Work request: For each line below that includes the string "insertar", show the whole line.

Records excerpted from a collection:
______________________________
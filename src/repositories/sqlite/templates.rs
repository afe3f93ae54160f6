use anyhow::{Context, Result};
use async_trait::async_trait;
use sqlx::{sqlite::SqliteRow, Row};

use super::{now, parse_ts, SqliteStore};
use crate::{
    models::template_model::{Template, TemplateContent},
    repositories::{TemplateContentRepository, TemplateRepository},
};

fn template_from_row(row: &SqliteRow) -> Result<Template> {
    Ok(Template {
        id: row.try_get("id")?,
        name: row.try_get("name")?,
        favorite: row.try_get::<i64, _>("favorite")? != 0,
        user_id: row.try_get("user_id")?,
        created_at: parse_ts(&row.try_get::<String, _>("created_at")?)?,
        updated_at: parse_ts(&row.try_get::<String, _>("updated_at")?)?,
    })
}

fn content_from_row(row: &SqliteRow) -> Result<TemplateContent> {
    Ok(TemplateContent {
        id: row.try_get("id")?,
        template_id: row.try_get("template_id")?,
        about: row.try_get("about")?,
        content: row.try_get("content")?,
        created_at: parse_ts(&row.try_get::<String, _>("created_at")?)?,
    })
}

#[async_trait]
impl TemplateRepository for SqliteStore {
    async fn find_by_id(&self, id: i64) -> Result<Option<Template>> {
        let row = sqlx::query(
            r#"
            SELECT id, name, favorite, user_id, created_at, updated_at
            FROM templates
            WHERE id = ?1
            "#,
        )
        .bind(id)
        .fetch_optional(&self.db_pool)
        .await
        .context("Fallo al buscar template")?;

        row.as_ref().map(template_from_row).transpose()
    }

    async fn find_all(&self) -> Result<Vec<Template>> {
        let rows = sqlx::query(
            r#"
            SELECT id, name, favorite, user_id, created_at, updated_at
            FROM templates
            ORDER BY id
            "#,
        )
        .fetch_all(&self.db_pool)
        .await
        .context("Fallo al listar templates")?;

        rows.iter().map(template_from_row).collect()
    }

    async fn create(&self, name: &str, favorite: bool, user_id: i64) -> Result<Template> {
        let ts = now();
        let id = sqlx::query(
            r#"
            INSERT INTO templates (name, favorite, user_id, created_at, updated_at)
            VALUES (?1, ?2, ?3, ?4, ?4)
            "#,
        )
        .bind(name)
        .bind(favorite as i64)
        .bind(user_id)
        .bind(&ts)
        .execute(&self.db_pool)
        .await
        .context("Fallo al insertar template")?
        .last_insert_rowid();

        let ts = parse_ts(&ts)?;
        Ok(Template {
            id,
            name: name.to_string(),
            favorite,
            user_id,
            created_at: ts,
            updated_at: ts,
        })
    }

    async fn update(&self, template: &Template) -> Result<Template> {
        sqlx::query(
            r#"
            UPDATE templates
            SET name = ?2,
                favorite = ?3,
                user_id = ?4,
                updated_at = ?5
            WHERE id = ?1
            "#,
        )
        .bind(template.id)
        .bind(&template.name)
        .bind(template.favorite as i64)
        .bind(template.user_id)
        .bind(template.updated_at.to_rfc3339())
        .execute(&self.db_pool)
        .await
        .context("Fallo al actualizar template")?;

        Ok(template.clone())
    }

    async fn delete(&self, id: i64) -> Result<bool> {
        let result = sqlx::query("DELETE FROM templates WHERE id = ?1")
            .bind(id)
            .execute(&self.db_pool)
            .await
            .context("Fallo al borrar template")?;

        Ok(result.rows_affected() > 0)
    }
}

#[async_trait]
impl TemplateContentRepository for SqliteStore {
    async fn find_latest(&self, template_id: i64) -> Result<Option<TemplateContent>> {
        // id es AUTOINCREMENT: el mayor es la versión más reciente
        let row = sqlx::query(
            r#"
            SELECT id, template_id, about, content, created_at
            FROM template_contents
            WHERE template_id = ?1
            ORDER BY id DESC
            LIMIT 1
            "#,
        )
        .bind(template_id)
        .fetch_optional(&self.db_pool)
        .await
        .context("Fallo al buscar contenido del template")?;

        row.as_ref().map(content_from_row).transpose()
    }

    async fn create(
        &self,
        template_id: i64,
        about: &str,
        content: &str,
    ) -> Result<TemplateContent> {
        let ts = now();
        let id = sqlx::query(
            r#"
            INSERT INTO template_contents (template_id, about, content, created_at)
            VALUES (?1, ?2, ?3, ?4)
            "#,
        )
        .bind(template_id)
        .bind(about)
        .bind(content)
        .bind(&ts)
        .execute(&self.db_pool)
        .await
        .context("Fallo al insertar contenido del template")?
        .last_insert_rowid();

        Ok(TemplateContent {
            id,
            template_id,
            about: about.to_string(),
            content: content.to_string(),
            created_at: parse_ts(&ts)?,
        })
    }
}
//! The solver input document.

use std::collections::BTreeMap;

use super::xml::{write_document, Element};
use super::InterchangeResult;
use crate::models::ConstraintKind;

pub const SOLVER_FORMAT_VERSION: &str = "7.3.0";

pub const DOCUMENT_COMMENT: &str = "Timetable generated by the timetable pipeline. \
    Full credit goes to Liviu Lalescu and Volker Dirr for FET, the solver used to produce it.";

#[derive(Debug, Clone, PartialEq)]
pub struct TeacherEntry {
    pub name: String,
    pub qualified_subjects: Vec<String>,
}

#[derive(Debug, Clone, PartialEq)]
pub struct SubgroupEntry {
    pub name: String,
    pub comments: String,
}

#[derive(Debug, Clone, PartialEq)]
pub struct GroupEntry {
    pub name: String,
    pub number_of_students: usize,
    pub comments: String,
    pub subgroups: Vec<SubgroupEntry>,
}

#[derive(Debug, Clone, PartialEq)]
pub struct YearEntry {
    pub name: String,
    pub number_of_students: usize,
    pub comments: String,
    pub groups: Vec<GroupEntry>,
}

/// One split instance as the solver sees it.
#[derive(Debug, Clone, PartialEq)]
pub struct ActivityEntry {
    pub id: u32,
    pub teachers: Vec<String>,
    pub subject: String,
    pub students: Vec<String>,
    pub duration: u32,
    pub total_duration: u32,
    /// Source activity id shared by all splits of one activity.
    pub activity_group_id: i64,
    pub active: bool,
    pub comments: String,
}

#[derive(Debug, Clone, PartialEq)]
pub struct RoomEntry {
    pub name: String,
    pub building: String,
    pub capacity: u32,
}

/// Fully resolved solver input.
///
/// Constraint sections are keyed by canonical name in a `BTreeMap`, so their order in
/// the rendered text does not depend on insertion order.
#[derive(Debug, Clone, PartialEq, Default)]
pub struct InterchangeDocument {
    pub institution_name: String,
    pub days: Vec<String>,
    pub hours: Vec<String>,
    pub subjects: Vec<String>,
    pub teachers: Vec<TeacherEntry>,
    pub years: Vec<YearEntry>,
    pub activities: Vec<ActivityEntry>,
    pub buildings: Vec<String>,
    pub rooms: Vec<RoomEntry>,
    pub time_constraints: BTreeMap<String, Vec<ConstraintKind>>,
    pub space_constraints: BTreeMap<String, Vec<ConstraintKind>>,
}

impl InterchangeDocument {
    pub fn constraint_count(&self) -> usize {
        self.time_constraints.values().map(Vec::len).sum::<usize>()
            + self.space_constraints.values().map(Vec::len).sum::<usize>()
    }

    pub fn to_element(&self) -> Element {
        Element::new("fet")
            .with_attr("version", SOLVER_FORMAT_VERSION)
            .with_leaf("Institution_Name", &self.institution_name)
            .with_leaf("Comments", DOCUMENT_COMMENT)
            .with_child(
                Element::new("Days_List")
                    .with_leaf("Number_of_Days", self.days.len())
                    .with_children(self.days.iter().map(|d| Element::new("Day").with_leaf("Name", d))),
            )
            .with_child(
                Element::new("Hours_List")
                    .with_leaf("Number_of_Hours", self.hours.len())
                    .with_children(self.hours.iter().map(|h| Element::new("Hour").with_leaf("Name", h))),
            )
            .with_child(
                Element::new("Subjects_List").with_children(
                    self.subjects
                        .iter()
                        .map(|s| Element::new("Subject").with_leaf("Name", s)),
                ),
            )
            .with_child(Element::new("Activity_Tags_List"))
            .with_child(Element::new("Teachers_List").with_children(self.teachers.iter().map(teacher_element)))
            .with_child(Element::new("Students_List").with_children(self.years.iter().map(year_element)))
            .with_child(
                Element::new("Activities_List").with_children(self.activities.iter().map(activity_element)),
            )
            .with_child(
                Element::new("Buildings_List").with_children(
                    self.buildings
                        .iter()
                        .map(|b| Element::new("Building").with_leaf("Name", b)),
                ),
            )
            .with_child(Element::new("Rooms_List").with_children(self.rooms.iter().map(room_element)))
            .with_child(constraint_section("Time_Constraints_List", &self.time_constraints))
            .with_child(constraint_section("Space_Constraints_List", &self.space_constraints))
            .with_child(Element::new("Timetable_Generation_Options_List"))
    }
}

/// Render the document in the solver's textual format.
pub fn serialize(document: &InterchangeDocument) -> InterchangeResult<String> {
    write_document(&document.to_element())
}

fn teacher_element(teacher: &TeacherEntry) -> Element {
    let mut element = Element::new("Teacher")
        .with_leaf("Name", &teacher.name)
        .with_child(Element::new("Target_Number_of_Hours"));
    if !teacher.qualified_subjects.is_empty() {
        element.push(
            Element::new("Qualified_Subjects").with_children(
                teacher
                    .qualified_subjects
                    .iter()
                    .map(|s| Element::leaf("Qualified_Subject", s)),
            ),
        );
    }
    element
}

fn year_element(year: &YearEntry) -> Element {
    Element::new("Year")
        .with_leaf("Name", &year.name)
        .with_leaf("Number_of_Students", year.number_of_students)
        .with_leaf("Comments", &year.comments)
        .with_children(year.groups.iter().map(|group| {
            Element::new("Group")
                .with_leaf("Name", &group.name)
                .with_leaf("Number_of_Students", group.number_of_students)
                .with_leaf("Comments", &group.comments)
                .with_children(group.subgroups.iter().map(|sub| {
                    Element::new("Subgroup")
                        .with_leaf("Name", &sub.name)
                        .with_leaf("Number_of_Students", 1)
                        .with_leaf("Comments", &sub.comments)
                }))
        }))
}

fn activity_element(activity: &ActivityEntry) -> Element {
    Element::new("Activity")
        .with_children(activity.teachers.iter().map(|t| Element::leaf("Teacher", t)))
        .with_leaf("Subject", &activity.subject)
        .with_children(activity.students.iter().map(|s| Element::leaf("Students", s)))
        .with_leaf("Duration", activity.duration)
        .with_leaf("Total_Duration", activity.total_duration)
        .with_leaf("Id", activity.id)
        .with_leaf("Activity_Group_Id", activity.activity_group_id)
        .with_leaf("Active", activity.active)
        .with_leaf("Comments", &activity.comments)
}

fn room_element(room: &RoomEntry) -> Element {
    Element::new("Room")
        .with_leaf("Name", &room.name)
        .with_leaf("Building", &room.building)
        .with_leaf("Capacity", room.capacity)
        .with_leaf("Virtual", false)
}

fn constraint_section(name: &str, constraints: &BTreeMap<String, Vec<ConstraintKind>>) -> Element {
    Element::new(name).with_children(constraints.values().flatten().map(constraint_element))
}

fn common_tail(element: Element, active: bool, comments: &Option<String>) -> Element {
    element
        .with_leaf("Active", active)
        .with_leaf("Comments", comments.as_deref().unwrap_or_default())
}

/// Render one constraint with the solver's field names and order.
pub fn constraint_element(constraint: &ConstraintKind) -> Element {
    let element = Element::new(constraint.canonical_name()).with_leaf("Weight_Percentage", constraint.weight());

    match constraint {
        ConstraintKind::BasicCompulsoryTime(c) | ConstraintKind::BasicCompulsorySpace(c) => {
            common_tail(element, c.active, &c.comments)
        }
        ConstraintKind::TeachersMaxGapsPerWeek(c) => {
            common_tail(element.with_leaf("Max_Gaps", c.max_gaps), c.active, &c.comments)
        }
        ConstraintKind::MinDaysBetweenActivities(c) => common_tail(
            element
                .with_leaf("Consecutive_If_Same_Day", c.consecutive_if_same_day)
                .with_leaf("Number_of_Activities", c.number_of_activities)
                .with_children(c.activity_ids.iter().map(|id| Element::leaf("Activity_Id", id)))
                .with_leaf("MinDays", c.min_days),
            c.active,
            &c.comments,
        ),
        ConstraintKind::SubjectPreferredRooms(c) => common_tail(
            element
                .with_leaf("Subject", &c.subject)
                .with_leaf("Number_of_Preferred_Rooms", c.number_of_preferred_rooms)
                .with_children(c.preferred_rooms.iter().map(|r| Element::leaf("Preferred_Room", r))),
            c.active,
            &c.comments,
        ),
        ConstraintKind::RoomNotAvailableTimes(c) => common_tail(
            element
                .with_leaf("Room", &c.room)
                .with_leaf("Number_of_Not_Available_Times", c.number_of_not_available_times)
                .with_children(c.not_available_times.iter().map(|slot| {
                    Element::new("Not_Available_Time")
                        .with_leaf("Day", &slot.day)
                        .with_leaf("Hour", &slot.hour)
                })),
            c.active,
            &c.comments,
        ),
        ConstraintKind::ActivityPreferredRooms(c) => common_tail(
            element
                .with_leaf("Activity_Id", c.activity_id)
                .with_leaf("Number_of_Preferred_Rooms", c.number_of_preferred_rooms)
                .with_children(c.preferred_rooms.iter().map(|r| Element::leaf("Preferred_Room", r))),
            c.active,
            &c.comments,
        ),
        ConstraintKind::ActivityPreferredStartingTime(c) => common_tail(
            element
                .with_leaf("Activity_Id", c.activity_id)
                .with_leaf("Preferred_Day", &c.preferred_day)
                .with_leaf("Preferred_Hour", &c.preferred_hour)
                .with_leaf("Permanently_Locked", c.permanently_locked),
            c.active,
            &c.comments,
        ),
    }
}

#[cfg(test)]
mod tests {
    use super::*;
    use crate::models::constraint::TeachersMaxGapsPerWeek;

    fn sample() -> InterchangeDocument {
        let mut doc = InterchangeDocument {
            institution_name: "Northside".to_string(),
            days: vec!["1".to_string(), "2".to_string()],
            hours: vec!["10".to_string()],
            subjects: vec!["7".to_string()],
            teachers: vec![
                TeacherEntry {
                    name: "t1".to_string(),
                    qualified_subjects: vec!["7".to_string()],
                },
                TeacherEntry {
                    name: "t2".to_string(),
                    qualified_subjects: vec![],
                },
            ],
            ..Default::default()
        };
        doc.time_constraints.insert(
            ConstraintKind::TEACHERS_MAX_GAPS_PER_WEEK.to_string(),
            vec![ConstraintKind::TeachersMaxGapsPerWeek(TeachersMaxGapsPerWeek {
                weight_percentage: 90.0,
                max_gaps: 2,
                active: true,
                comments: None,
            })],
        );
        doc
    }

    #[test]
    fn sections_appear_in_solver_order() {
        let text = serialize(&sample()).unwrap();
        let order = [
            "<Days_List>",
            "<Hours_List>",
            "<Subjects_List>",
            "<Activity_Tags_List/>",
            "<Teachers_List>",
            "<Students_List/>",
            "<Activities_List/>",
            "<Buildings_List/>",
            "<Rooms_List/>",
            "<Time_Constraints_List>",
            "<Space_Constraints_List/>",
            "<Timetable_Generation_Options_List/>",
        ];
        let positions: Vec<usize> = order
            .iter()
            .map(|tag| text.find(tag).unwrap_or_else(|| panic!("missing {}", tag)))
            .collect();
        assert!(positions.windows(2).all(|w| w[0] < w[1]));
        assert!(text.contains("<fet version=\"7.3.0\">"));
    }

    #[test]
    fn empty_qualification_list_is_omitted() {
        let root = sample().to_element();
        let teachers = root.child("Teachers_List").unwrap();
        let with: Vec<_> = teachers.children_named("Teacher").collect();
        assert!(with[0].child("Qualified_Subjects").is_some());
        assert!(with[1].child("Qualified_Subjects").is_none());
    }

    #[test]
    fn constraint_fields_use_solver_names() {
        let root = sample().to_element();
        let gaps = root
            .child("Time_Constraints_List")
            .and_then(|s| s.child("ConstraintTeachersMaxGapsPerWeek"))
            .unwrap();
        assert_eq!(gaps.child_text("Weight_Percentage"), Some("90"));
        assert_eq!(gaps.child_text("Max_Gaps"), Some("2"));
        assert_eq!(gaps.child_text("Active"), Some("true"));
    }
}
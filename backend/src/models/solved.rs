//! Solver results mapped back onto the draft.

use serde::{Deserialize, Serialize};

use super::ids::{DayId, PeriodId, RoomId};

/// Sentinel used for day, period and room when the solver left an activity unplaced.
pub const UNSCHEDULED: i64 = 0;

/// One placed (or unplaced) split activity of a draft revision.
///
/// Teacher and student references are kept as the identifiers that were sent to the
/// solver, so a result can be interpreted without the draft that produced it.
#[derive(Debug, Clone, PartialEq, Eq, Serialize, Deserialize)]
#[serde(rename_all = "camelCase")]
pub struct SolvedActivity {
    pub activity_id: u32,
    pub teacher_ids: Vec<String>,
    pub subject_id: String,
    pub student_ids: Vec<String>,
    pub day: DayId,
    pub period: PeriodId,
    pub room: RoomId,
    pub duration: u32,
}

impl SolvedActivity {
    pub fn is_scheduled(&self) -> bool {
        self.day.value() != UNSCHEDULED && self.period.value() != UNSCHEDULED
    }

    pub fn has_room(&self) -> bool {
        self.room.value() != UNSCHEDULED
    }
}
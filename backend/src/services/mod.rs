//! Service layer of the generation pipeline.
//!
//! Services sit between the repository/storage/solver layers and the HTTP surface.
//! [`PipelineContext`] wires them together around one repository, one artifact store
//! and one solver invoker, and owns the handle of the single queue worker.

pub mod constraints;
pub mod error;
pub mod generation;
pub mod importer;
pub mod job_tracker;
pub mod processor;
pub mod queue;
pub mod statistics;
pub mod worker;

use std::sync::Arc;
use std::time::Duration;
use tokio::task::JoinHandle;

use crate::db::repository::FullRepository;
use crate::solver::SolverInvoker;
use crate::storage::ArtifactStore;

pub use constraints::ConstraintService;
pub use error::{PipelineError, PipelineResult};
pub use generation::{ArtifactListing, GenerationRequest, GenerationService, Preview, Submission};
pub use importer::{read_results, ImportSummary, ResultImporter};
pub use job_tracker::{Job, JobStatus, JobTracker, LogEntry, LogLevel};
pub use processor::{ProcessOutcome, QueueProcessor};
pub use queue::JobQueueManager;
pub use statistics::{
    compute_statistics, DraftStatistics, LoadSummary, PersonKind, PersonLoad, StatisticsService,
    StudentDirectory,
};
pub use worker::{QueueWorker, WorkerHandle};

#[derive(Clone)]
pub struct PipelineContext {
    pub repository: Arc<dyn FullRepository>,
    pub store: Arc<dyn ArtifactStore>,
    pub invoker: Arc<SolverInvoker>,
    pub queue: JobQueueManager,
    pub generation: GenerationService,
    pub importer: ResultImporter,
    pub statistics: StatisticsService,
    pub constraints: ConstraintService,
    pub worker: WorkerHandle,
    processor: QueueProcessor,
}

impl PipelineContext {
    pub fn new(
        repository: Arc<dyn FullRepository>,
        store: Arc<dyn ArtifactStore>,
        invoker: SolverInvoker,
    ) -> Self {
        let invoker = Arc::new(invoker);
        let queue = JobQueueManager::new(repository.clone(), JobTracker::new());
        let processor = QueueProcessor::new(
            repository.clone(),
            store.clone(),
            invoker.clone(),
            queue.clone(),
        );
        Self {
            generation: GenerationService::new(
                repository.clone(),
                store.clone(),
                invoker.clone(),
                queue.clone(),
            ),
            importer: ResultImporter::new(repository.clone(), store.clone()),
            statistics: StatisticsService::new(repository.clone()),
            constraints: ConstraintService::new(repository.clone()),
            worker: WorkerHandle::new(),
            processor,
            queue,
            repository,
            store,
            invoker,
        }
    }

    pub fn tracker(&self) -> &JobTracker {
        self.queue.tracker()
    }

    /// The queue processor. Every clone shares one pending settlement.
    pub fn processor(&self) -> QueueProcessor {
        self.processor.clone()
    }

    /// Spawn the queue worker. Call once per process.
    pub fn start_worker(&self, poll_interval: Duration) -> JoinHandle<()> {
        QueueWorker::new(self.processor(), self.worker.clone(), poll_interval).spawn()
    }

    /// Submit a generation request and wake the worker.
    pub async fn submit(&self, request: GenerationRequest) -> PipelineResult<Submission> {
        let submission = self.generation.submit(request).await?;
        self.worker.trigger();
        Ok(submission)
    }
}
______________________________
Answer space:
        .context("Fallo al insertar template")?
        .context("Fallo al insertar contenido del template")?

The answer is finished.